Activity:
From the line with "filename fiber/src/scheduler/idle.rs" through the line with "let _guard = self.lock.lock();", inclusive, return each line of the data below exactly and leave the rest out.

Given records:
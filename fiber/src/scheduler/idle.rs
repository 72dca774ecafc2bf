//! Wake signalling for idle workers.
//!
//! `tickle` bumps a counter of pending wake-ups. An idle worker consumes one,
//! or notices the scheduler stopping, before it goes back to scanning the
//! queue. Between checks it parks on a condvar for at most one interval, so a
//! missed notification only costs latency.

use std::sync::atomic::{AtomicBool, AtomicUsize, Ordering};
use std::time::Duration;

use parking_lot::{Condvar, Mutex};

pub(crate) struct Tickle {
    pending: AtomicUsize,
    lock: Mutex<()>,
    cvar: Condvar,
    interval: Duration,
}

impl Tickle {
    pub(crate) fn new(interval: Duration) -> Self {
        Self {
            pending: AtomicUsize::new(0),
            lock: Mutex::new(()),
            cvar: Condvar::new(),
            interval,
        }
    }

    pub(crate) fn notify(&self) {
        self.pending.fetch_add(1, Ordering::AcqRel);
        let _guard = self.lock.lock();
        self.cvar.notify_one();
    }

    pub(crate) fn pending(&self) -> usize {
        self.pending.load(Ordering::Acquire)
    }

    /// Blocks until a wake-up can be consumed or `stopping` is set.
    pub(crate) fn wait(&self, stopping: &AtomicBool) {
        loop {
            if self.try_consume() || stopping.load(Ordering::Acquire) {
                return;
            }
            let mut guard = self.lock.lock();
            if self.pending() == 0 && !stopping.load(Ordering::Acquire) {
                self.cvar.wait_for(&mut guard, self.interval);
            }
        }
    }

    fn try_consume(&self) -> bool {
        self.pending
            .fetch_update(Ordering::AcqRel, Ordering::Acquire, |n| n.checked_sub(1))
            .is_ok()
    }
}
...
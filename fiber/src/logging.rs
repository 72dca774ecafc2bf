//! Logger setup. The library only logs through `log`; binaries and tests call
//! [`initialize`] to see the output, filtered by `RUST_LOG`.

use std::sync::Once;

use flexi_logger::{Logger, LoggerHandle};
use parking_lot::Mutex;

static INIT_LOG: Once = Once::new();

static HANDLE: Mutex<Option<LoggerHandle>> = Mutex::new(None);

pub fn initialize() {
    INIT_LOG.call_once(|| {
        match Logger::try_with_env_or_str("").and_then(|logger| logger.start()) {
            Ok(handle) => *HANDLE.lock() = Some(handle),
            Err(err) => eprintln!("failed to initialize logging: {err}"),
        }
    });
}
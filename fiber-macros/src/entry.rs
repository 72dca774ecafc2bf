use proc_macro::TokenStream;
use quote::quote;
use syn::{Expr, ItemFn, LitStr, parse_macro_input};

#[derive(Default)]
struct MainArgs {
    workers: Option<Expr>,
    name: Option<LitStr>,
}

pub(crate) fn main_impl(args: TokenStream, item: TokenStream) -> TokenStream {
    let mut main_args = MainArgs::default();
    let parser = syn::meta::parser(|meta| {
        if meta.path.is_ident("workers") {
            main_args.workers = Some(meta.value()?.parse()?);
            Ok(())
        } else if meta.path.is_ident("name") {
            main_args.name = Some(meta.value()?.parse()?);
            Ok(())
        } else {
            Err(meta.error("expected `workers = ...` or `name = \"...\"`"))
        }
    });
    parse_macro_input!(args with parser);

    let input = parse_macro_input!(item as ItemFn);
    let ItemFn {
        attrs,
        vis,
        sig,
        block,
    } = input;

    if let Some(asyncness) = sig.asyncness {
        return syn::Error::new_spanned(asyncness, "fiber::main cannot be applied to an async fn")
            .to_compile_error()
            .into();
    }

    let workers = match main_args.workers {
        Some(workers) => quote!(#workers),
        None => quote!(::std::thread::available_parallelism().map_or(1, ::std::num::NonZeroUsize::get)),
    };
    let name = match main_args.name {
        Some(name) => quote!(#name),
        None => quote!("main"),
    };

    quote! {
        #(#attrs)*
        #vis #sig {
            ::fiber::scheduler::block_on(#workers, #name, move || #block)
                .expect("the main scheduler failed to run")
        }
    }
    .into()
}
---
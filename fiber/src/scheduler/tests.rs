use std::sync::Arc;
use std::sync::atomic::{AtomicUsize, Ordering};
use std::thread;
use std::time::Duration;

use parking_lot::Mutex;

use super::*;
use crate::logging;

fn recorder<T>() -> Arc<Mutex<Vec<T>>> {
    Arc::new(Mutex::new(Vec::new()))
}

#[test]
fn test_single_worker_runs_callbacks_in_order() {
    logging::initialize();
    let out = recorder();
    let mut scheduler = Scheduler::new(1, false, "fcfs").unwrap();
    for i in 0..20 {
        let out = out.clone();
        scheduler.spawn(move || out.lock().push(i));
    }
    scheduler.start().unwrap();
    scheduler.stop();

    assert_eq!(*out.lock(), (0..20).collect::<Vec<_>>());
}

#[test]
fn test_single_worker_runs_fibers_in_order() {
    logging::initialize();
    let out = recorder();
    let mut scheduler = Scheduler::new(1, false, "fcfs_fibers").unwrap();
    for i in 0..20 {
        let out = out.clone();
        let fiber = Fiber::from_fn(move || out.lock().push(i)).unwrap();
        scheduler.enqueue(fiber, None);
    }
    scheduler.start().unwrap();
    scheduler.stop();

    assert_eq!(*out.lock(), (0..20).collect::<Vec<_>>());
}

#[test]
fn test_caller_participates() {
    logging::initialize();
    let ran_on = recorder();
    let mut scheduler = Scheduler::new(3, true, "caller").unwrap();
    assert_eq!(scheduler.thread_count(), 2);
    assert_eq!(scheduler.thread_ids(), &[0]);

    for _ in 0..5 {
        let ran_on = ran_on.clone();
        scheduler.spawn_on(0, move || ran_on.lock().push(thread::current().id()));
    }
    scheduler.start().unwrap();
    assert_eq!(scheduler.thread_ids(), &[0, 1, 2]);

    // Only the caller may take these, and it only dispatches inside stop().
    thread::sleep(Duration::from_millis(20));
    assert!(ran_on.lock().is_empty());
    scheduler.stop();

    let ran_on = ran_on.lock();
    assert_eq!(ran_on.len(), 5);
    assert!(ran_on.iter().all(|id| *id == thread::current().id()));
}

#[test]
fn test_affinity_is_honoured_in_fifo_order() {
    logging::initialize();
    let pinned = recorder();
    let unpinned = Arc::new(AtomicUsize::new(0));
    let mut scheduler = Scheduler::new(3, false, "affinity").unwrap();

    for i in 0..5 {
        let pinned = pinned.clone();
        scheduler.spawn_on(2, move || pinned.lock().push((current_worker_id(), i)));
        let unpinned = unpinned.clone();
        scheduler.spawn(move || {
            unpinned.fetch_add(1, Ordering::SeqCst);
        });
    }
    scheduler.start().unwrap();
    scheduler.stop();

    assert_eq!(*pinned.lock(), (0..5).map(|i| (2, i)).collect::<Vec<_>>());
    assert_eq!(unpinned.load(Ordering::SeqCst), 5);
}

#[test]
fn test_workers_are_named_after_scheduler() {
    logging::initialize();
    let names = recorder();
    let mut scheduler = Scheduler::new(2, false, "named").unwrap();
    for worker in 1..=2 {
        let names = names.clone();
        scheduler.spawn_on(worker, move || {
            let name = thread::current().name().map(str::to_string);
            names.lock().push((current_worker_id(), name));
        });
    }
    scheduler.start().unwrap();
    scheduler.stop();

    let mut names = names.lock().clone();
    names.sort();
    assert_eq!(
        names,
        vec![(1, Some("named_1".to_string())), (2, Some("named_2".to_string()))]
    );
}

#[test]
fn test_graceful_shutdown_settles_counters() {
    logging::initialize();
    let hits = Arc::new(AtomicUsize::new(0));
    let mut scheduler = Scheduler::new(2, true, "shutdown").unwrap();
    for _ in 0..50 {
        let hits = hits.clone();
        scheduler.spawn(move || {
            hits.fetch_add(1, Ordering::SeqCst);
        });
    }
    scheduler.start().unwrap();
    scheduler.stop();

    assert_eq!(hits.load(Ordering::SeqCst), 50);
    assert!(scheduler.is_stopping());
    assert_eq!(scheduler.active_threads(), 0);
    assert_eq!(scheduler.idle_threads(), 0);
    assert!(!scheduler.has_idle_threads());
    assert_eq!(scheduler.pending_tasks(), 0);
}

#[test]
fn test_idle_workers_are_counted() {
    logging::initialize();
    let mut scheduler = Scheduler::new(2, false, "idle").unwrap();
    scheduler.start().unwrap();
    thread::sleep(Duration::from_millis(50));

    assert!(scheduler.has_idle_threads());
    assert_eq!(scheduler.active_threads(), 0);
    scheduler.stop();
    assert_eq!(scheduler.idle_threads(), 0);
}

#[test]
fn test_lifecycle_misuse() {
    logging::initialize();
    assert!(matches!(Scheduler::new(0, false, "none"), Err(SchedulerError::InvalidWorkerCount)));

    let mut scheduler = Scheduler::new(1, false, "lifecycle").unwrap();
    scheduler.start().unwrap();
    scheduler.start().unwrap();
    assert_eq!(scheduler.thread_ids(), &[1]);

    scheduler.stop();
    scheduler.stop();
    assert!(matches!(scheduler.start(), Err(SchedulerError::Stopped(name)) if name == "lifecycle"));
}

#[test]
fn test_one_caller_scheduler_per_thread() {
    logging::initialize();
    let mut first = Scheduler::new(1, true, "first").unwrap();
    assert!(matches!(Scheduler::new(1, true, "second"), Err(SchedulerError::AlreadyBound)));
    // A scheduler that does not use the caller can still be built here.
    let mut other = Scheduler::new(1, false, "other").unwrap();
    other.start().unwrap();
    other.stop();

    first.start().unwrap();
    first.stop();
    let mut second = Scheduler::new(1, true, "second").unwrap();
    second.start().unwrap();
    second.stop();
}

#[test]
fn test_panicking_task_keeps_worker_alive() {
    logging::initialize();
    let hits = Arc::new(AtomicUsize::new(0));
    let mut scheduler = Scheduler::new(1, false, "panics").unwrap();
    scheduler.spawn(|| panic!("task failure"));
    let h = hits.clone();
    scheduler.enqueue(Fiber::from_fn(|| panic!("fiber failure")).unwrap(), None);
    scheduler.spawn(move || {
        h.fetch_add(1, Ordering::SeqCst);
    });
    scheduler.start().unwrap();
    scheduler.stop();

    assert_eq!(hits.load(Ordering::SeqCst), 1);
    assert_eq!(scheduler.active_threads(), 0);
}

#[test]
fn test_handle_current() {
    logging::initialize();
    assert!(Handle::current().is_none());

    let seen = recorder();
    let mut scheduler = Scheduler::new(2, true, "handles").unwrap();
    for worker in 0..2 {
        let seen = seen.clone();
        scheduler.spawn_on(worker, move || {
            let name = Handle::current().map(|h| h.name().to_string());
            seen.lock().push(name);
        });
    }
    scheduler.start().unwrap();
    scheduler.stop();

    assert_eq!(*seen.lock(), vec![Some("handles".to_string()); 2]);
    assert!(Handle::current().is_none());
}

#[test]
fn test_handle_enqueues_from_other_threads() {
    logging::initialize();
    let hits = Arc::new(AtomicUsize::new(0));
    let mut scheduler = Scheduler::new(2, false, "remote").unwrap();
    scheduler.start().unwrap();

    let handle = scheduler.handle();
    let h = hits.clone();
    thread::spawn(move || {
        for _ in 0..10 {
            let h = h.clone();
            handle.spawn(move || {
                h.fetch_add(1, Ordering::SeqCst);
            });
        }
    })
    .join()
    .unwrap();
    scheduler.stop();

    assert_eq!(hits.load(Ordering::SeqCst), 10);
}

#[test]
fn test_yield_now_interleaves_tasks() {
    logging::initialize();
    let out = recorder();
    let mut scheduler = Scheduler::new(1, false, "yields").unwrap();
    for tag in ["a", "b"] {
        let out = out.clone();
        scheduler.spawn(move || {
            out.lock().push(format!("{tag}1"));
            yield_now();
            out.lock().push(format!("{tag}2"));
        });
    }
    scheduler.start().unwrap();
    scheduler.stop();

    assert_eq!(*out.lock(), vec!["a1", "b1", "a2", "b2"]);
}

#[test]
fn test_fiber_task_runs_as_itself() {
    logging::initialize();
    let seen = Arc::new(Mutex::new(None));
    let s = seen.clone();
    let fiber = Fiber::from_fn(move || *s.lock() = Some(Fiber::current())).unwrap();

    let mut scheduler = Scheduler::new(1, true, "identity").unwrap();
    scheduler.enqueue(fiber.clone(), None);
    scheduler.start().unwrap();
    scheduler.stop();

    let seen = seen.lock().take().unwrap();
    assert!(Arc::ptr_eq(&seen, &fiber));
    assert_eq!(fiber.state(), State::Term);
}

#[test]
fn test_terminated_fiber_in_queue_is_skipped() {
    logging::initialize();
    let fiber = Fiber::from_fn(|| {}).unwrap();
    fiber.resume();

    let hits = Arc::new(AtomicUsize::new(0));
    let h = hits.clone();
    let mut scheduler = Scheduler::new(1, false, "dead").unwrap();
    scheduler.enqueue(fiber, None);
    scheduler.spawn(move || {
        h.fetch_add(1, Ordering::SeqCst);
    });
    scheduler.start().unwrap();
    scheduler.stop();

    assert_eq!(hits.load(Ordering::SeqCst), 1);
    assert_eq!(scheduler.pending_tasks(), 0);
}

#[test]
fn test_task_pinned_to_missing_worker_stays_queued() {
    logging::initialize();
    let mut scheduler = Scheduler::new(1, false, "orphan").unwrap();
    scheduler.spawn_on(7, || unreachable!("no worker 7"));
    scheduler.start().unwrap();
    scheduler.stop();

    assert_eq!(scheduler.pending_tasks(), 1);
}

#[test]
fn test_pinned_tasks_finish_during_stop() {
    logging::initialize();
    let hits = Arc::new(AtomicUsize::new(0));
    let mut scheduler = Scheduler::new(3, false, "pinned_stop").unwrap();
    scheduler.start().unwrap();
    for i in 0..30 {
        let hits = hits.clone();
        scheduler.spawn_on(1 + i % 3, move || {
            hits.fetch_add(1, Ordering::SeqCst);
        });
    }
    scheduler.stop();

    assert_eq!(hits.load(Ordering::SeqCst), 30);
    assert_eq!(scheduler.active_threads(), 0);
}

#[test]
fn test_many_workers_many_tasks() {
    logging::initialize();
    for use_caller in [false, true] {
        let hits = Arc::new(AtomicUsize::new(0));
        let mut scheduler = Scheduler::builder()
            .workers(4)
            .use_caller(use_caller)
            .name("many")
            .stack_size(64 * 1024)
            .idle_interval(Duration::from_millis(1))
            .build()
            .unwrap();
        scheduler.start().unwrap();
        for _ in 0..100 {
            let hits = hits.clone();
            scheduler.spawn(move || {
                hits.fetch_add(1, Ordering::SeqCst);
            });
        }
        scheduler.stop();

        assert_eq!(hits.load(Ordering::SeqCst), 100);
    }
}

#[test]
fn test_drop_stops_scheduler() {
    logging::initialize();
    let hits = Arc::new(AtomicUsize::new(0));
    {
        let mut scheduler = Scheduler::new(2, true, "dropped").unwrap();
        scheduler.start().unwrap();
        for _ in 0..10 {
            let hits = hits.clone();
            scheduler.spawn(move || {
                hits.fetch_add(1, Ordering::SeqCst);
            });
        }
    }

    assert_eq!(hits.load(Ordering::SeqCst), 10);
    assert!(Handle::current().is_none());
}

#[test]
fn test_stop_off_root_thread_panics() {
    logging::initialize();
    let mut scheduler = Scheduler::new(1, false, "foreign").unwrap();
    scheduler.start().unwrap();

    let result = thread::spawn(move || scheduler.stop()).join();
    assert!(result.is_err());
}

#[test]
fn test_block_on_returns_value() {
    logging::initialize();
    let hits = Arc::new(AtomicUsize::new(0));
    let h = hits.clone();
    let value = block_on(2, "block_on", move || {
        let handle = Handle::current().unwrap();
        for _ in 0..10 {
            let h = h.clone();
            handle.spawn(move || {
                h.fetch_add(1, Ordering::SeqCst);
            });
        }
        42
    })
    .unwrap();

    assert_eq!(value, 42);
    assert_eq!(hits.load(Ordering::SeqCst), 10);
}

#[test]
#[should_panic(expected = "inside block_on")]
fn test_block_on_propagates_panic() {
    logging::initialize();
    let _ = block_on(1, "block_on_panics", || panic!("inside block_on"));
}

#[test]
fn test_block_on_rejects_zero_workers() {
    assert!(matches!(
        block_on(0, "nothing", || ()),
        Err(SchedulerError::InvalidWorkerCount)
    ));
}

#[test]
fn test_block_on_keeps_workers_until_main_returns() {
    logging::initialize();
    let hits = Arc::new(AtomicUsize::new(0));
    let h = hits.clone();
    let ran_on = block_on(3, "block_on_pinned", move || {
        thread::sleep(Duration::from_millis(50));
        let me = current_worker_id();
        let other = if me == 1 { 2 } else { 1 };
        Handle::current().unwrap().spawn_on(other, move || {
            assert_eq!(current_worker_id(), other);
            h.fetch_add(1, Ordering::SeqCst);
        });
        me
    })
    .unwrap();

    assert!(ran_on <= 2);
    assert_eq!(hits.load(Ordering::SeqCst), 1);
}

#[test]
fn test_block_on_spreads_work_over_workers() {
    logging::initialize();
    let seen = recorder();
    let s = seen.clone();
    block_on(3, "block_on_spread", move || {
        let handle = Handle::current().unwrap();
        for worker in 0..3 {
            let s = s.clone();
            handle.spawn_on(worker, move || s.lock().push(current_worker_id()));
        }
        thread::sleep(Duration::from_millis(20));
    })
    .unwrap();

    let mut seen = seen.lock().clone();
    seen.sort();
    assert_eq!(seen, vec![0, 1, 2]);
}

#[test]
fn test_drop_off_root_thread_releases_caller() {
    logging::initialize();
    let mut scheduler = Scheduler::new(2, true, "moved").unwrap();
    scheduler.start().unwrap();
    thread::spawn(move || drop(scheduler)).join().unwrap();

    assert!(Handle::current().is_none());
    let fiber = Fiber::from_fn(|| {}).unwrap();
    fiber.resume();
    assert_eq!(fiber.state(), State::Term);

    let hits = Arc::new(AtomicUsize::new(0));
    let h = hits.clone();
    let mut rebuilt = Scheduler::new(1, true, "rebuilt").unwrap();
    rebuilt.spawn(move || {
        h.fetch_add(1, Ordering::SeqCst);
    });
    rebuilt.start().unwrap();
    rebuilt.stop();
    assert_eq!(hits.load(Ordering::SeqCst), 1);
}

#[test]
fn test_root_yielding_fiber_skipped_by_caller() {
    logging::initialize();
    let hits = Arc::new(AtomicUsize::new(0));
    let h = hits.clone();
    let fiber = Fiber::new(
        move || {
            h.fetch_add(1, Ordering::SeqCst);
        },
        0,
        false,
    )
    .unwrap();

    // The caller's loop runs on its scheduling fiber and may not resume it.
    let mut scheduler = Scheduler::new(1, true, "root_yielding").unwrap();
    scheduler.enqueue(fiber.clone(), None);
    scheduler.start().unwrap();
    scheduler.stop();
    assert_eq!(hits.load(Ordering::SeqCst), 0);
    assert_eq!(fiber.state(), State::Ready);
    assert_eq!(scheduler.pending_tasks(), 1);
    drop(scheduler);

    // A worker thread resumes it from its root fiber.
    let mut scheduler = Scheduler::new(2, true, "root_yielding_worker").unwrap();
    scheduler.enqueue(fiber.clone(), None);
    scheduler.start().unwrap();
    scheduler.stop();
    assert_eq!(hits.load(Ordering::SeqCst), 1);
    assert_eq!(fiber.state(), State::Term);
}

Task answer:
filename fiber/src/scheduler/idle.rs
repository 72dca774ecafc2bf
//! Wake signalling for idle workers.
//!
//! `tickle` bumps a counter of pending wake-ups. An idle worker consumes one,
//! or notices the scheduler stopping, before it goes back to scanning the
//! queue. Between checks it parks on a condvar for at most one interval, so a
//! missed notification only costs latency.

use std::sync::atomic::{AtomicBool, AtomicUsize, Ordering};
use std::time::Duration;

use parking_lot::{Condvar, Mutex};

pub(crate) struct Tickle {
    pending: AtomicUsize,
    lock: Mutex<()>,
    cvar: Condvar,
    interval: Duration,
}

impl Tickle {
    pub(crate) fn new(interval: Duration) -> Self {
        Self {
            pending: AtomicUsize::new(0),
            lock: Mutex::new(()),
            cvar: Condvar::new(),
            interval,
        }
    }

    pub(crate) fn notify(&self) {
        self.pending.fetch_add(1, Ordering::AcqRel);
        let _guard = self.lock.lock();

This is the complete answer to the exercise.